◆ **EXERCISE OBJECTIVE**:
Do any lines in the data below contain "method"? If so, copy every one of them.

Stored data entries
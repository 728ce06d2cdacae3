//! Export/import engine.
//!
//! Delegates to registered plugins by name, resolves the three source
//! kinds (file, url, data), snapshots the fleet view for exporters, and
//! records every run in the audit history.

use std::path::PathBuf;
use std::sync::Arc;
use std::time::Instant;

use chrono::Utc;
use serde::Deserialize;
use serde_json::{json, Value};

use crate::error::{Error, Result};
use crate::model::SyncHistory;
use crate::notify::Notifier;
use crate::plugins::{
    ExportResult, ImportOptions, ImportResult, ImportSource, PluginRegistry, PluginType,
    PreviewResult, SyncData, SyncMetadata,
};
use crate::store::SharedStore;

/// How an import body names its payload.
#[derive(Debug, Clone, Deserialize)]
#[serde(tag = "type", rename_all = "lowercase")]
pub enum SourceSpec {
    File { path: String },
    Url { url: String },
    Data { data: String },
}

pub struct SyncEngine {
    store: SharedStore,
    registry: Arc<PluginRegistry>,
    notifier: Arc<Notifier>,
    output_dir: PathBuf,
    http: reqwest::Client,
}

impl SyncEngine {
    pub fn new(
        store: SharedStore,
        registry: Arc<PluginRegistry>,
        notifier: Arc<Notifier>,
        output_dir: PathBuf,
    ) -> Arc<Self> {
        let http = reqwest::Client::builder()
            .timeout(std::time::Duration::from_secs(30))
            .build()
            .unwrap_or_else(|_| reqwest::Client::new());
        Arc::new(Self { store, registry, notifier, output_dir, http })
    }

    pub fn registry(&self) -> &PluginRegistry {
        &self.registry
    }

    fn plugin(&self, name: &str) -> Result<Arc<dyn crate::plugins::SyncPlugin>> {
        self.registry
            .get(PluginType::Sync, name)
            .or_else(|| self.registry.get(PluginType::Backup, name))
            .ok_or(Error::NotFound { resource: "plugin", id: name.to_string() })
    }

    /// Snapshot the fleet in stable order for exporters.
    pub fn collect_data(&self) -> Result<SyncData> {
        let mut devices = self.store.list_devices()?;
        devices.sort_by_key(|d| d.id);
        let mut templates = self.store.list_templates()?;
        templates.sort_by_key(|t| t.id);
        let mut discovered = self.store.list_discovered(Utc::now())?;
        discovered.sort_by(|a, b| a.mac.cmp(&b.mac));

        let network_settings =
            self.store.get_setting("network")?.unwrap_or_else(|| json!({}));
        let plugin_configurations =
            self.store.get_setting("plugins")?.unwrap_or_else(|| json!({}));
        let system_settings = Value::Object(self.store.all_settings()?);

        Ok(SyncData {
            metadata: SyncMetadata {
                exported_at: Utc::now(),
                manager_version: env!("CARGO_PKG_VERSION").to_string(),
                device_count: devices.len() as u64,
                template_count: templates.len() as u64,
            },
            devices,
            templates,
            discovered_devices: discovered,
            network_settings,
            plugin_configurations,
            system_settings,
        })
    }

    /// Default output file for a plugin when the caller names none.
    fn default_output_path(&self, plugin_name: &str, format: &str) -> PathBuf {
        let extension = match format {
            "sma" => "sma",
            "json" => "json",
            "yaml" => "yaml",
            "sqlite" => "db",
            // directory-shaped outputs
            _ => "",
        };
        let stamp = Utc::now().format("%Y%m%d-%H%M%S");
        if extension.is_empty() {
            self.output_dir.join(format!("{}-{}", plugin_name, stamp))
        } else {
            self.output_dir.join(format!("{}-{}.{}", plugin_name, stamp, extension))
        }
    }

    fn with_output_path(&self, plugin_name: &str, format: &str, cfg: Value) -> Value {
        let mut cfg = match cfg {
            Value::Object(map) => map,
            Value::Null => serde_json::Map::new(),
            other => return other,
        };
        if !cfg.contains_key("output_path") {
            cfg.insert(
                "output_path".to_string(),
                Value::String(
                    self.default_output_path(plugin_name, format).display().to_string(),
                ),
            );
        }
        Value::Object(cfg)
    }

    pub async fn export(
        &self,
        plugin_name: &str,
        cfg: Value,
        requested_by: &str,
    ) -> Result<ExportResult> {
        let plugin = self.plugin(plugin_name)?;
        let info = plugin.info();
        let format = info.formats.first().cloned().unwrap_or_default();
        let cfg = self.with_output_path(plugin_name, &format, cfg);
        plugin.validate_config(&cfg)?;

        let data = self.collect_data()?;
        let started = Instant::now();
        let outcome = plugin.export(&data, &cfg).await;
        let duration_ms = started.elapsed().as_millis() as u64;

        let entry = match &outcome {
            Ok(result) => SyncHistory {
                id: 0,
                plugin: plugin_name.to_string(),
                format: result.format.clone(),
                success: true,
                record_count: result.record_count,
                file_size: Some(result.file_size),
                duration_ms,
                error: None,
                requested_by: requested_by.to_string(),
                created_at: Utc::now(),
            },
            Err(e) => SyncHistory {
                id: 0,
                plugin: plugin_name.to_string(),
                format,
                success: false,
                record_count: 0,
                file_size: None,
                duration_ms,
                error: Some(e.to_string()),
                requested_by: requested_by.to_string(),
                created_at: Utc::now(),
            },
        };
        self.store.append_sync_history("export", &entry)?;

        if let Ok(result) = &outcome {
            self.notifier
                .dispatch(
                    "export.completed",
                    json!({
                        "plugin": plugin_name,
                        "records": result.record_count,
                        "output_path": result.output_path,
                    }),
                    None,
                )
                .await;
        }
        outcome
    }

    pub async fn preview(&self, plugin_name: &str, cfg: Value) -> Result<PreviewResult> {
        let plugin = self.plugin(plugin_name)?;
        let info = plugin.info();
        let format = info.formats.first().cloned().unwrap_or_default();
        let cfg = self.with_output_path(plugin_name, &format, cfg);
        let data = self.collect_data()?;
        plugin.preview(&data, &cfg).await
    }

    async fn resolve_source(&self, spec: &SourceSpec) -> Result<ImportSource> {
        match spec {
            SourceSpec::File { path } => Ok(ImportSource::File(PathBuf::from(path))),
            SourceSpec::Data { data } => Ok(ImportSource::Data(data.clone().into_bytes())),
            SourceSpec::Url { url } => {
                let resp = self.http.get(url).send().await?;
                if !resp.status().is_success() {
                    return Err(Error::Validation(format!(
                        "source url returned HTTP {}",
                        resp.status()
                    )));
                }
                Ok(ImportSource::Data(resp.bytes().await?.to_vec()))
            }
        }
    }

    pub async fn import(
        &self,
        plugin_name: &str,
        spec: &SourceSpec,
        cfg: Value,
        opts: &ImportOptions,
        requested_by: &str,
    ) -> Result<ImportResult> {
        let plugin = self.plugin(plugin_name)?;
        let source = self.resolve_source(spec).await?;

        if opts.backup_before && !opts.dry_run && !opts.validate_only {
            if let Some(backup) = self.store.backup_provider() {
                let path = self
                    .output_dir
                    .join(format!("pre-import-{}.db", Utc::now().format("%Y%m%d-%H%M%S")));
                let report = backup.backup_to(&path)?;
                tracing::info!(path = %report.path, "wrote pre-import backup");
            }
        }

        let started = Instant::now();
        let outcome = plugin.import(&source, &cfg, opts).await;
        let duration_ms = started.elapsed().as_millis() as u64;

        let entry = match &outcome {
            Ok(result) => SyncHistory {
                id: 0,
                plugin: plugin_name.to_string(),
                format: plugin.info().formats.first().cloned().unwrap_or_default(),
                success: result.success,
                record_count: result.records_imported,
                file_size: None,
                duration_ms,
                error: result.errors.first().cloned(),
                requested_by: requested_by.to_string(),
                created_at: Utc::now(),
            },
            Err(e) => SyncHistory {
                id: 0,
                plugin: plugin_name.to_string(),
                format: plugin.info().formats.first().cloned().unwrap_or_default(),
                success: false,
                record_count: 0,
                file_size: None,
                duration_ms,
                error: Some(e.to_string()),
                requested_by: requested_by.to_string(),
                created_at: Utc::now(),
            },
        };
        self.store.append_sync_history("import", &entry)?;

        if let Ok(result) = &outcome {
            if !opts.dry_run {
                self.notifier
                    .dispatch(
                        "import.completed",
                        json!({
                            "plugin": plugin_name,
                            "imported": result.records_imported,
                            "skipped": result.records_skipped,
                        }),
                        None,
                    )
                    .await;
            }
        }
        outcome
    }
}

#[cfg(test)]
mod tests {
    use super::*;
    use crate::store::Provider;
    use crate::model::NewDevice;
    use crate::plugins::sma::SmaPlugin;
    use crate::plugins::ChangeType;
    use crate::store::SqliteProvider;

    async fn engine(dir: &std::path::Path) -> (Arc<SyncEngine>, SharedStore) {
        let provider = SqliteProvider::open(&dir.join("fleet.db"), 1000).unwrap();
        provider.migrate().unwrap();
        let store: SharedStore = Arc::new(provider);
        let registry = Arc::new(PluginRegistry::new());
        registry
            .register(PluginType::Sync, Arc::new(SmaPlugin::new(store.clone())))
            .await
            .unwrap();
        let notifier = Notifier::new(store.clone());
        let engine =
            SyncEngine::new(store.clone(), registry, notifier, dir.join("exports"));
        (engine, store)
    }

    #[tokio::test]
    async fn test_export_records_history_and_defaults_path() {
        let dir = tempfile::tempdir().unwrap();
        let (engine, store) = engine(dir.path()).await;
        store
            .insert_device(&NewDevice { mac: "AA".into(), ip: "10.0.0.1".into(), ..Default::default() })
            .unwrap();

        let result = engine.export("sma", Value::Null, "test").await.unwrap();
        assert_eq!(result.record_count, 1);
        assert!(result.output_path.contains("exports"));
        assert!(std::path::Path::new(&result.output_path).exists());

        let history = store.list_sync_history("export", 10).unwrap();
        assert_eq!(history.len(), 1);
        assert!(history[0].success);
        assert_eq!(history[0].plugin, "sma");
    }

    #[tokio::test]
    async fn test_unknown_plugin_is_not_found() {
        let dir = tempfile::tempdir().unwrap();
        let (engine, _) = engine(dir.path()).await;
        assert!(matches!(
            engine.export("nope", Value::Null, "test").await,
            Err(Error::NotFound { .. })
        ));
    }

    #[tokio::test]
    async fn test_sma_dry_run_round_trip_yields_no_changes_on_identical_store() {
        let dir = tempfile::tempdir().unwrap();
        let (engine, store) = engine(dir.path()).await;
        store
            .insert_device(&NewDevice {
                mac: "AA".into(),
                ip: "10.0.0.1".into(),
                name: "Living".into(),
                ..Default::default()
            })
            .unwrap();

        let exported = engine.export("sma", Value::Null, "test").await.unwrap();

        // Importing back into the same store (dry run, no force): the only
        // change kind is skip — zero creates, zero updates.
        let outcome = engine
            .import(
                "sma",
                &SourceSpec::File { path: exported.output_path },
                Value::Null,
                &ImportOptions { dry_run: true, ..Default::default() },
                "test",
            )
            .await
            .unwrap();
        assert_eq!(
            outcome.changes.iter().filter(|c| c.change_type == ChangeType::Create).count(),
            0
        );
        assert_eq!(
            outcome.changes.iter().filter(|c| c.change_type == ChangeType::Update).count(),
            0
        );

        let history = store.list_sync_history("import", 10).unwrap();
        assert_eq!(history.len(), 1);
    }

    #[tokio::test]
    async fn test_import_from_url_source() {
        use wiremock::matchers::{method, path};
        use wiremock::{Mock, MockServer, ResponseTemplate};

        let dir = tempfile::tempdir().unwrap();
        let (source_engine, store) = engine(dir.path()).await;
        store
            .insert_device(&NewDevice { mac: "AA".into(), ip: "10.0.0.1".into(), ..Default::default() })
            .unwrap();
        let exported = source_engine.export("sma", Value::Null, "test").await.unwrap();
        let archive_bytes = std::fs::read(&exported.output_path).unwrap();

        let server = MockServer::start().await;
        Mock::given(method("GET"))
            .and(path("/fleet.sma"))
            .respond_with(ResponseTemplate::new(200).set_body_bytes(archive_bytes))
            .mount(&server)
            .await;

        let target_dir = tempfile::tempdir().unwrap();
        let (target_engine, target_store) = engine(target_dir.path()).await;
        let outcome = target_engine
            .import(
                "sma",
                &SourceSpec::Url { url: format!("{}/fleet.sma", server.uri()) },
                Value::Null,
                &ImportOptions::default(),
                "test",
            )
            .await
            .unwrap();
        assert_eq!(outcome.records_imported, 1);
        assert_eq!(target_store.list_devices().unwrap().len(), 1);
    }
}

◆ **EXERCISE ANSWER**:
        use wiremock::matchers::{method, path};
        Mock::given(method("GET"))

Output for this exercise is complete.